_Entries provided:_
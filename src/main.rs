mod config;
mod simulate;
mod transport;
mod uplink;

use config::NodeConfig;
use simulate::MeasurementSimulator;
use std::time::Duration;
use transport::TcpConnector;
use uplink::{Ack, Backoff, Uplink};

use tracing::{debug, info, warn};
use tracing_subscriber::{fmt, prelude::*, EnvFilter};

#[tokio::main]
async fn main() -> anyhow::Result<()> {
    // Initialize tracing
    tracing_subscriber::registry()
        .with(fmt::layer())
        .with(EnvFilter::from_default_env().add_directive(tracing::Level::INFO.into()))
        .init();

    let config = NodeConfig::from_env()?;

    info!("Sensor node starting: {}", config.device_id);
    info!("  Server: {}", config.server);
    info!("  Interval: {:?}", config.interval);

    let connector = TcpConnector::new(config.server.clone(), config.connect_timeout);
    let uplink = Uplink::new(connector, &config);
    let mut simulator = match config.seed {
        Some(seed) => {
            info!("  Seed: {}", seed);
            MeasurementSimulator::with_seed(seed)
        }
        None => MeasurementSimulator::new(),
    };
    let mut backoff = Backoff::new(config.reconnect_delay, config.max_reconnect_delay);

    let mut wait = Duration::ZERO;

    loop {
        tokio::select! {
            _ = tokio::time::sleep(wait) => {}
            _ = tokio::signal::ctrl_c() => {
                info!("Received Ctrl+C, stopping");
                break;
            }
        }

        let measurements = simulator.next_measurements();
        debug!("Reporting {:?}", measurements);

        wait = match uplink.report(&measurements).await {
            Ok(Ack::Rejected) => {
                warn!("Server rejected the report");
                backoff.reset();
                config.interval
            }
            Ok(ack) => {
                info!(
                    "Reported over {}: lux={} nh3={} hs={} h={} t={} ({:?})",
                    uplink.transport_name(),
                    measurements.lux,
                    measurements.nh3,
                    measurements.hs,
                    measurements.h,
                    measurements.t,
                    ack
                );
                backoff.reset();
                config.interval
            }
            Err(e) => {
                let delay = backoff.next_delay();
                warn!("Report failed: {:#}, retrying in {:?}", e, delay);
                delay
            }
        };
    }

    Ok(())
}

---

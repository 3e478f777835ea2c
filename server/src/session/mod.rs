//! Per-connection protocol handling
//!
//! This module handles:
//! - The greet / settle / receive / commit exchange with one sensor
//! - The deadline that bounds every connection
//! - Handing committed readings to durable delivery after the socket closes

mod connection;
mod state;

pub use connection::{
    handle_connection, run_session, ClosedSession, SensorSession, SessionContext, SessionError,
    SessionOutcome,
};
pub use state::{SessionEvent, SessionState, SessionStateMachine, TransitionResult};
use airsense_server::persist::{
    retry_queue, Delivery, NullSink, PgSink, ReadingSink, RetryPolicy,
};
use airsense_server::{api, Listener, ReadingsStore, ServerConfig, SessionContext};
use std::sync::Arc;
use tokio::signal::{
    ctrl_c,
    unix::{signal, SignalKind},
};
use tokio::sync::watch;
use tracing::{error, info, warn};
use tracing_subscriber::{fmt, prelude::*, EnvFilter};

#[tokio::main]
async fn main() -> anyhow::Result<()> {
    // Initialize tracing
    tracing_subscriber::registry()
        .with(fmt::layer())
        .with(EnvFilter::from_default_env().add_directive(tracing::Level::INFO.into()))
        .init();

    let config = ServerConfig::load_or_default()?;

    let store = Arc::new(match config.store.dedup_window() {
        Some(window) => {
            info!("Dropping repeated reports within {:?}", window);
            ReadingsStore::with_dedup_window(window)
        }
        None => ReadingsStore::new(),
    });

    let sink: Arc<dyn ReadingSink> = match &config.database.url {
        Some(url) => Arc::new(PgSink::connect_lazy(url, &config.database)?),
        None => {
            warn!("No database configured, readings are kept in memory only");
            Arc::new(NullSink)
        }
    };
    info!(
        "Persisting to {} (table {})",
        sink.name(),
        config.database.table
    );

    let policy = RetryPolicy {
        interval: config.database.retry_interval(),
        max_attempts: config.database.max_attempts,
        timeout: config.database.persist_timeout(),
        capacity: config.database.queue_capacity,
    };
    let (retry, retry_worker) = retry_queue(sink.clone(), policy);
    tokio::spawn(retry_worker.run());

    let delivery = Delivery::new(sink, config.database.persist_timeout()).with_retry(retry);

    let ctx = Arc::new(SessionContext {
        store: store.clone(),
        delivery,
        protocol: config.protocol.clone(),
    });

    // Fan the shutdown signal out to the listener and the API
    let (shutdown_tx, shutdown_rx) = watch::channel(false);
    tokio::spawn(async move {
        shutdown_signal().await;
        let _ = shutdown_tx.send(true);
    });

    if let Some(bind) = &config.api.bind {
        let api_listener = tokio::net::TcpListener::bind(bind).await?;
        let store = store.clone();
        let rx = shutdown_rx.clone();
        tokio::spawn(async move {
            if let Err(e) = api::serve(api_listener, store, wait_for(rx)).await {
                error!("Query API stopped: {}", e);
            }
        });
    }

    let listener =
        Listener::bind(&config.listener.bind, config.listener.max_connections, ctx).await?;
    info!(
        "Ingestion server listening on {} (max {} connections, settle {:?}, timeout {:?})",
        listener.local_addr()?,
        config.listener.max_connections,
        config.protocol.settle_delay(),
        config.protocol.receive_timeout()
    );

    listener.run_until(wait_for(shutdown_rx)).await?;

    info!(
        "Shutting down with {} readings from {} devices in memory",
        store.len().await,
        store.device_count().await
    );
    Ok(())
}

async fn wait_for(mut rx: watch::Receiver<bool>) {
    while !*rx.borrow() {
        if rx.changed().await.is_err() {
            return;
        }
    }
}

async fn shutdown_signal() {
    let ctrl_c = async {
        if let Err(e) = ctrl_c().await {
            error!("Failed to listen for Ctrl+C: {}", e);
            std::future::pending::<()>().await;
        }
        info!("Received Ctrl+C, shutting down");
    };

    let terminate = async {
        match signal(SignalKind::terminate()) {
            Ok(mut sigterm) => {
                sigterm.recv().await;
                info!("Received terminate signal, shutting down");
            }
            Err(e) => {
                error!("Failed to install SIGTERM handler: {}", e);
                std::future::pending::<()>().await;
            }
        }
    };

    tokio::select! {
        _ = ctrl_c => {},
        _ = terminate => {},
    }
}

...

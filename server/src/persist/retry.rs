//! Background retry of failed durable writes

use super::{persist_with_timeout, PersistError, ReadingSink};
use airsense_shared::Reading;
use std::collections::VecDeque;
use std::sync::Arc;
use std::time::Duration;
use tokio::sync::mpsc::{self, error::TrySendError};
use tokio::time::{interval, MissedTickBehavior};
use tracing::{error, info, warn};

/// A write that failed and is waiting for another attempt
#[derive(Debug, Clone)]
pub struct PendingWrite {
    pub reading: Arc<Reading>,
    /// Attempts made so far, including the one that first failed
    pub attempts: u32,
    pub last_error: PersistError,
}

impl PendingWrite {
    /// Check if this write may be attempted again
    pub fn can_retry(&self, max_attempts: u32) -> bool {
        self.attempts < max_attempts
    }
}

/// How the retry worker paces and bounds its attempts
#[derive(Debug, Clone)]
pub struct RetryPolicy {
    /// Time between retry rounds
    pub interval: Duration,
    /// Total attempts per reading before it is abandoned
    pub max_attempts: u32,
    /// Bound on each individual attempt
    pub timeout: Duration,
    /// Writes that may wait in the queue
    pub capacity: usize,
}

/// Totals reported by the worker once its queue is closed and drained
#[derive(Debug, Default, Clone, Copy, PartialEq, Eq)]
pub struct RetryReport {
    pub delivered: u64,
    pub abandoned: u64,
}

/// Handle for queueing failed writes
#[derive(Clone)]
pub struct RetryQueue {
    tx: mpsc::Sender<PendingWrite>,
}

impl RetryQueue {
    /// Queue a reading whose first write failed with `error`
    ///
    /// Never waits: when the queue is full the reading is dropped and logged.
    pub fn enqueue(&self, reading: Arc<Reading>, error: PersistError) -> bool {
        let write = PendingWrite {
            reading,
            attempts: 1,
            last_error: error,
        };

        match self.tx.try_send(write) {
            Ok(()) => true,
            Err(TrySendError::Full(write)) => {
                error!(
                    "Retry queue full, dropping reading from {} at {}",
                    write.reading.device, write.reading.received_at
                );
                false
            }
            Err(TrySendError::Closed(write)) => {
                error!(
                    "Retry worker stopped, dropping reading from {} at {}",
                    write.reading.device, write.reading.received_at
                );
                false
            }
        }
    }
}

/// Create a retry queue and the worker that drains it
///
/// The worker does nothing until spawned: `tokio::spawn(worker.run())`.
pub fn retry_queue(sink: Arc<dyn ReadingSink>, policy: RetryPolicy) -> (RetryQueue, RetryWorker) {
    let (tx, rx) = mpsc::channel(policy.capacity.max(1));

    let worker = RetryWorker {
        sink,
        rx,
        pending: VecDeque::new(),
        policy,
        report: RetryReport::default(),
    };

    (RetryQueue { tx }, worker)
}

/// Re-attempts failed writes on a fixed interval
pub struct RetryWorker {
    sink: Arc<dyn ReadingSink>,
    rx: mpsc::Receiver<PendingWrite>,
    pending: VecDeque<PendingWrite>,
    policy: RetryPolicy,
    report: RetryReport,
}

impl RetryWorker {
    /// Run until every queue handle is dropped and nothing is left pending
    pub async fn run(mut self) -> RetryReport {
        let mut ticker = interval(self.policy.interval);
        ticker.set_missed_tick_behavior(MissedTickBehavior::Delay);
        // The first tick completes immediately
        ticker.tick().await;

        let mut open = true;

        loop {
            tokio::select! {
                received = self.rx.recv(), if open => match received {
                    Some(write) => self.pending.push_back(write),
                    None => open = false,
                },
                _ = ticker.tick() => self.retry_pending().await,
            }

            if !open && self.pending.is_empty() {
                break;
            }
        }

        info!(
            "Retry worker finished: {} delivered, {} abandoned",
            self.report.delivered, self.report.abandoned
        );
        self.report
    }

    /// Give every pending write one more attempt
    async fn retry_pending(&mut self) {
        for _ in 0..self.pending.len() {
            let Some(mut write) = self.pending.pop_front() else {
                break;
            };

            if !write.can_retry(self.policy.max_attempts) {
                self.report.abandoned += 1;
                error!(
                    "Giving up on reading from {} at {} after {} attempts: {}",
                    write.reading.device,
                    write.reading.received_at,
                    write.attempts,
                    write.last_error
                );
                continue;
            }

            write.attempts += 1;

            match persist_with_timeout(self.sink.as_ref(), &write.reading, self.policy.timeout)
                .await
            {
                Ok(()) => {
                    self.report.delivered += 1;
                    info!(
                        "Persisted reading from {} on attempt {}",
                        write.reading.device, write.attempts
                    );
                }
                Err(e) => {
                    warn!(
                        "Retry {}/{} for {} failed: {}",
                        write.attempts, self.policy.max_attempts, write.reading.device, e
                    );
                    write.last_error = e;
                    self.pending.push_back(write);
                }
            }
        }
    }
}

_Task item:_ Copy all lines above containing the string "PersistError".

_Response:_
use super::{persist_with_timeout, PersistError, ReadingSink};
    pub last_error: PersistError,
    pub fn enqueue(&self, reading: Arc<Reading>, error: PersistError) -> bool {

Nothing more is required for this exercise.